1. Make sure the software is properly [installed](../setup/installation.md).

2. Make sure the target dataset is correctly prepared (e.g.,
[Cityscapes](../setup/cityscapes.md)).

3. Download the ImageNet pretrained
[checkpoints](./imagenet_pretrained_checkpoints.md), and update the
`initial_checkpoint` path in the config files.

## Model Zoo

In the Model Zoo, we explore building axial-attention blocks on top of
SWideRNet (Scaling Wide ResNets) and MaX-DeepLab backbones (i.e., only
the ImageNet pretrained backbone without any *Mask Transformers*).

Herein, we highlight some of the employed backbones:

1. **Axial-SWideRNet-(1, 1, x)**, where x = $$\{1, 3, 4.5\}$$, scaling the
backbone layers (excluding the stem) of Wide-ResNet-41 by a factor of x. This
backbone augments the naive SWideRNet (i.e., no Squeeze-and-Excitation
or Switchable Atrous Convolution) with axial-attention blocks in the last
two stages.

2. **MaX-DeepLab-S-Backbone**: The ImageNet pretrained backbone of
MaX-DeepLab-S (i.e., without any *Mask Transformers*). This backbone augments
the ResNet-50-Beta (i.e., replacing the original stem with Inception stem)
with axial-attention blocks in the last two stages.

3. **MaX-DeepLab-L-Backbone**: The ImageNet pretrained backbone of
MaX-DeepLab-L (i.e., without any *Mask Transformers*). This backbone adds a
stacked decoder on top of the Wide ResNet-41, and incorporates
axial-attention blocks to all feature maps with output stride 16 and larger.

#### Cityscapes Panoptic Segmentation

We provide checkpoints pretrained on Cityscapes train-fine set below. If you
would like to train those models by yourself, please find the corresponding
config files under this [directory](../../configs/cityscapes/axial_deeplab).
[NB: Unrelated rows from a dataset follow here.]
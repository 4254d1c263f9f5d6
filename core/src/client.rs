//! Exchange orchestration.
//!
//! # Design
//! An exchange is one blocking transport call bracketed by pure steps:
//! resolve the effective TLS flag, flatten headers into wire lines, call the
//! transport, then either decode the header block into a [`Response`] or map
//! the error code onto a [`Failure`]. No state survives the call, so a
//! `Client` can be shared freely as long as its transport allows it.

use tracing::{debug, warn};

use crate::error::{Failure, NO_RESPONSE_CODE};
use crate::headers::parse_headers;
use crate::http::{Request, Response};
use crate::settings::Settings;
use crate::transport::{Transport, TransportCall};

/// Run one exchange through `transport`.
///
/// A `Response` is returned only when the transport reports error code 0;
/// every other code becomes a `Failure`.
pub fn exchange<T: Transport + ?Sized>(
    transport: &T,
    request: &Request,
    settings: &Settings,
) -> Result<Response, Failure> {
    perform(transport, request, settings, &[])
}

// `visited_urls` is reserved for redirect tracking and is not consulted yet.
fn perform<T: Transport + ?Sized>(
    transport: &T,
    request: &Request,
    settings: &Settings,
    _visited_urls: &[String],
) -> Result<Response, Failure> {
    let validate_tls = settings.effective_tls_validation(request);
    let header_lines = request.headers.to_lines();
    let call = TransportCall {
        validate_tls,
        method: request.method.as_str(),
        url: &request.url,
        headers: &header_lines,
        body: request.body.as_deref().unwrap_or(""),
        ca_certs_path: settings.tls_ca_certs_path.as_deref().unwrap_or(""),
        cert_path: settings.tls_cert_path.as_deref().unwrap_or(""),
        key_path: settings.tls_key_path.as_deref().unwrap_or(""),
    };

    debug!(method = call.method, url = call.url, validate_tls, "dispatching exchange");
    let outcome = transport.execute(&call);

    match outcome.error_code {
        0 => {
            let headers = parse_headers(outcome.raw_headers.as_deref());
            debug!(status = outcome.status_code, headers = headers.len(), "exchange completed");
            Ok(Response {
                status: outcome.status_code,
                headers,
                body: outcome.body,
            })
        }
        NO_RESPONSE_CODE => {
            warn!(url = %request.url, "no response received");
            Err(Failure::NoResponse {
                url: request.url.clone(),
            })
        }
        code => {
            let message = transport.error_message(code);
            warn!(code, %message, url = %request.url, "transport error");
            Err(Failure::Transport { code, message })
        }
    }
}

/// A transport paired with the settings applied to every exchange.
#[derive(Debug, Clone)]
pub struct Client<T> {
    transport: T,
    settings: Settings,
}

impl<T: Transport> Client<T> {
    pub fn new(transport: T, settings: Settings) -> Self {
        Self { transport, settings }
    }

    pub fn with_defaults(transport: T) -> Self {
        Self::new(transport, Settings::default())
    }

    pub fn settings(&self) -> &Settings {
        &self.settings
    }

    pub fn transport(&self) -> &T {
        &self.transport
    }

    pub fn exchange(&self, request: &Request) -> Result<Response, Failure> {
        exchange(&self.transport, request, &self.settings)
    }
}
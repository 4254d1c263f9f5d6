//! Header block decoding.
//!
//! Turns the raw status-line-plus-headers text a transport hands back into a
//! [`Headers`] map. Decoding never fails: anomalies are reported through
//! `tracing` and the offending line is dropped.
//!
//! # Rules
//!
//! - Lines are separated by CRLF; empty lines are ignored wherever they occur.
//! - The first line is the status line. A protocol token other than
//!   `HTTP/1.1` or `HTTP/2` is logged and otherwise ignored.
//! - A line starting with a space or tab folds onto the value of the most
//!   recently decoded header, joined by a single space.
//! - Other lines must look like `Name:Value` where the name consists of ASCII
//!   letters, `-` and `_`. The value is trimmed.
//! - A repeated name overwrites the earlier value.

use once_cell::sync::Lazy;
use regex::Regex;
use tracing::warn;

use crate::http::Headers;

static HEADER_LINE: Lazy<Regex> = Lazy::new(|| {
    Regex::new(r"^([a-zA-Z_-]+):(.*)$").unwrap()
});

const KNOWN_PROTOCOLS: [&str; 2] = ["HTTP/1.1", "HTTP/2"];

/// Decode a raw header block. `None` yields an empty map.
pub fn parse_headers(raw: Option<&str>) -> Headers {
    let mut headers = Headers::new();
    let Some(raw) = raw else {
        return headers;
    };

    let mut lines = raw.split("\r\n").filter(|line| !line.is_empty());

    if let Some(status_line) = lines.next() {
        if !KNOWN_PROTOCOLS.iter().any(|p| status_line.starts_with(p)) {
            warn!(line = status_line, "unrecognized protocol in status line");
        }
    }

    let mut current: Option<String> = None;

    for line in lines {
        if line.starts_with(' ') || line.starts_with('\t') {
            let folded = current.as_deref().and_then(|name| headers.get_mut(name));
            match folded {
                Some(value) => {
                    value.push(' ');
                    value.push_str(line.trim());
                }
                None => warn!(line, "continuation line without a preceding header"),
            }
            continue;
        }

        match HEADER_LINE.captures(line) {
            Some(caps) => {
                let name = &caps[1];
                let value = caps.get(2).map_or("", |m| m.as_str().trim());
                headers.insert(name, value);
                current = Some(name.to_string());
            }
            None => warn!(line, "discarding malformed header line"),
        }
    }

    headers
}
All the reported results are obtained by *single-scale* inference and
*ImageNet-1K* pretrained checkpoints.

Backbone                                                                                                                                                                                                                                                             | Output stride | Input resolution | PQ [*] | mIoU [*] | PQ [**] | mIoU [**] | AP<sup>Mask</sup> [**]
-------------------------------------------------------------------------------------------------------------------------------------------------------------------------------------------------------------------------------------------------------------------- | :-----------: | :---------------: | :----: | :------: | :-----: | :-------: | :--------------------:
Axial-SWideRNet-(1, 1, 1) ([config](../../configs/cityscapes/axial_deeplab/axial_swidernet_1_1_1_os16.textproto), [ckpt](https://storage.googleapis.com/gresearch/tf-deeplab/checkpoint/axial_swidernet_1_1_1_os16_axial_deeplab_cityscapes_trainfine.tar.gz))       | 16            | 1025 x 2049       | 66.1   | 82.8     | 66.63   | 83.43     | 37.18
Axial-SWideRNet-(1, 1, 3) ([config](../../configs/cityscapes/axial_deeplab/axial_swidernet_1_1_3_os16.textproto), [ckpt](https://storage.googleapis.com/gresearch/tf-deeplab/checkpoint/axial_swidernet_1_1_3_os16_axial_deeplab_cityscapes_trainfine.tar.gz))       | 16            | 1025 x 2049       | 67.1   | 83.5     | 67.63   | 83.97     | 40.00
Axial-SWideRNet-(1, 1, 4.5) ([config](../../configs/cityscapes/axial_deeplab/axial_swidernet_1_1_4.5_os16.textproto), [ckpt](https://storage.googleapis.com/gresearch/tf-deeplab/checkpoint/axial_swidernet_1_1_4.5_os16_axial_deeplab_cityscapes_trainfine.tar.gz)) | 16            | 1025 x 2049       | 68.0   | 83.0     | 68.53   | 83.49     | 39.51
MaX-DeepLab-S-Backbone ([config](../../configs/cityscapes/axial_deeplab/max_deeplab_s_backbone_os16.textproto), [ckpt](https://storage.googleapis.com/gresearch/tf-deeplab/checkpoint/max_deeplab_s_backbone_os16_axial_deeplab_cityscapes_trainfine.tar.gz))        | 16            | 1025 x 2049       | 64.5   | 82.2     | 64.97   | 82.63     | 35.55
MaX-DeepLab-L-Backbone ([config](../../configs/cityscapes/axial_deeplab/max_deeplab_l_backbone_os16.textproto), [ckpt](https://storage.googleapis.com/gresearch/tf-deeplab/checkpoint/max_deeplab_l_backbone_os16_axial_deeplab_cityscapes_trainfine.tar.gz))        | 16            | 1025 x 2049       | 66.3   | 83.1     | 66.77   | 83.67     | 38.09

[*]: Results evaluated by the official script. Instance segmentation evaluation
is not supported yet (need to convert our prediction format).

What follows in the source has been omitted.